In this environment, sales reps have reached the upper limits of what they’re able to do to engage attention-challenged buyers.

In an effort to just get out ahead, companies have spent the better part of the last fifteen years automating the front office with new technologies – unleashing waves of new methodologies, processes, and investments in reporting and forecasting. Technology-savvy CMOs and CIOs have turned to front-office automation as their solution – their new rocket-fuel if you will. Low-tech vendors are criticized for running a ‘foot-race’ toward obsolescence.

Yet, several billions of dollars in enterprise IT spending later, we still can’t accurately measure the revenue power of a sales organization – the measure of their seller readiness and effectiveness. Management is pointing to dark clouds and the seemingly intractable problem of speeding sales.

So, what did everyone miss?

Companies, both purposefully and accidentally, have missed some useful and obvious truths. This short-sightedness also applies to sales consultants and training or learning tools vendors. All of whom have implemented or offered otherwise great technology for sales enablement. In order of importance, the truths of the revenue race are:
The race for revenue is not a sprint, but a marathon

No matter how long the race, the only winning outcome is a delighted customer. By preparing for a dash, companies have built sales management and organizations for the short distance instead of the long-term outcome – customer lifetime value.
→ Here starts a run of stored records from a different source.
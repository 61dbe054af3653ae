//! Synchronous request/response over linked contexts.

mod common;

use std::{
    sync::{Arc, atomic::Ordering},
    time::Duration,
};

use common::{Harness, Mode, TestPacket, link, read_packet, small_config, write_packet};
use rstest::{fixture, rstest};
use wirelane::{EngineError, Origin, SyncReply};

/// A client context linked to an echoing server context.
#[fixture]
fn pair() -> (Harness, Harness) {
    (
        Harness::build(Mode::Record, small_config().name("client")),
        Harness::build(Mode::Echo, small_config().name("server")),
    )
}

#[rstest]
#[tokio::test(flavor = "multi_thread", worker_threads = 4)]
async fn reply_with_matching_sequence_is_returned(pair: (Harness, Harness)) {
    let (client, server) = pair;
    let (outbound, _inbound) = link(&client, &server);

    let reply = client
        .ctx
        .synchronous_send(&outbound, TestPacket::request(42, "ping"), Duration::from_secs(5))
        .await
        .expect("valid request");

    assert_eq!(reply, SyncReply::Reply(TestPacket::request(42, "ping")));
    assert!(!client.ctx.pending().contains(42));
    // The matched reply bypasses the client's handler.
    assert_eq!(client.observed.handled_count(), 0);
    assert_eq!(server.observed.handled_count(), 1);

    client.ctx.shutdown().await;
    server.ctx.shutdown().await;
}

#[rstest]
#[tokio::test]
async fn silent_peer_times_out_and_clears_the_entry() {
    let client = Harness::build(Mode::Record, small_config());
    let (conn, mut peer) = client.attach(Origin::Connected);

    let reply = client
        .ctx
        .synchronous_send(&conn, TestPacket::request(42, "ping"), Duration::from_millis(100))
        .await
        .expect("valid request");

    assert_eq!(reply, SyncReply::TimedOut);
    assert!(!client.ctx.pending().contains(42));
    // The request still went out.
    assert_eq!(read_packet(&mut peer).await.seq, 42);

    // A late reply is handed to the handler instead.
    write_packet(&mut peer, &TestPacket::request(42, "late")).await;
    common::eventually("late reply handled", || client.observed.handled_count() == 1).await;
    assert_eq!(client.observed.bodies(), vec!["late"]);
    client.ctx.shutdown().await;
}

#[rstest]
#[tokio::test(flavor = "multi_thread", worker_threads = 4)]
async fn concurrent_calls_are_matched_by_sequence(pair: (Harness, Harness)) {
    let (client, server) = pair;
    let (outbound, _inbound) = link(&client, &server);

    let calls: Vec<_> = (1..=20_u64)
        .map(|seq| {
            let ctx = Arc::clone(&client.ctx);
            let conn = Arc::clone(&outbound);
            tokio::spawn(async move {
                ctx.synchronous_send(&conn, TestPacket::request(seq, format!("m{seq}")), Duration::from_secs(5))
                    .await
            })
        })
        .collect();

    for (seq, call) in (1..=20_u64).zip(calls) {
        let reply = call.await.expect("call task").expect("valid request");
        assert_eq!(reply.into_reply().map(|p| p.body), Some(format!("m{seq}")));
    }
    assert!(client.ctx.pending().is_empty());

    client.ctx.shutdown().await;
    server.ctx.shutdown().await;
}

#[rstest]
#[tokio::test]
async fn usage_errors_fail_fast() {
    let client = Harness::build(Mode::Record, small_config());
    let (conn, _peer) = client.attach(Origin::Connected);

    let err = client
        .ctx
        .synchronous_send(&conn, TestPacket::new("no seq"), Duration::from_millis(10))
        .await
        .unwrap_err();
    assert_eq!(err, EngineError::InvalidSequence);

    let _held = client.ctx.pending().register(7).expect("register 7");
    let err = client
        .ctx
        .synchronous_send(&conn, TestPacket::request(7, "dup"), Duration::from_millis(10))
        .await
        .unwrap_err();
    assert_eq!(err, EngineError::DuplicateSequence(7));
    client.ctx.shutdown().await;
}

#[rstest]
#[tokio::test(flavor = "multi_thread", worker_threads = 4)]
async fn reply_is_matched_even_if_the_decode_hook_panics(pair: (Harness, Harness)) {
    let (client, server) = pair;
    client.listener.panic_on_decoded.store(true, Ordering::SeqCst);
    let (outbound, _inbound) = link(&client, &server);

    let reply = client
        .ctx
        .synchronous_send(&outbound, TestPacket::request(9, "ping"), Duration::from_secs(5))
        .await
        .expect("valid request");

    assert_eq!(reply.into_reply().map(|p| p.seq), Some(9));
    assert_eq!(client.listener.decoded.load(Ordering::SeqCst), 1);

    client.ctx.shutdown().await;
    server.ctx.shutdown().await;
}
Readiness cannot happen with a one-time event such as a training course. Every process and tool for skills development should be designed and implemented with the longer term in mind.
Sales is a team sport

It’s best to think of the race for revenue as a bicycle road race, where the riders work in tandem to support the overall success of their team. To sell today, organizations find themselves needing to pull in and draft as necessary experts in different functions. These may be technical experts, solution sellers, customer success managers, customer marketing experts and in some cases even product managers. Then if that wasn’t enough, the selling team must also orchestrate their efforts to create the perfect symphony for the customer.
Environments are dynamic and ever-changing

Much like a marathon, the course, the countryside and indeed the weather are constantly changing. The rules are also contextual to those changes and therefore often elusive. For example, new competitors may emerge, customer and internal teams may re-organize, training philosophies and best practices may evolve or change. So how do you create an enduring enablement framework and programs that adapt no matter what is required at any given moment?
Many lifecycles

The lifetime of a seller, like the life of an athlete, has a beginning, an end and most importantly, a middle. Then you must consider various lifecycles are intersecting with other lifecycles – the buyer lifecycle, the company lifecycle, the manager’s lifecycle, and product lifecycles. Without a way to address the intersections of these life cycles, organizational strategy, front-line management, training and enablement efforts will typically fail.
Technology is not absolute

Technology should not target a single capability at a single point in time, but rather a set of capabilities used on a continuum, over time focused on higher order business outcomes. This then mandates that technology focuses on usable data and insight. That’s why emerging technologies like artificial intelligence or machine learning can be leveraged for interesting applications like sentiment analysis, but all of these need to be looked at in the context of continual sales readiness as a business initiative.

Looking at your customers’, partners’ and sellers’ needs now and what they might be in the future, and asking how and where your company should invest in their success will change how you approach sales readiness and enablement. Looking at sales readiness with a longer-term focus on building customer and partner-centric sales relationships is key to preparing your team to run the long marathon that is selling.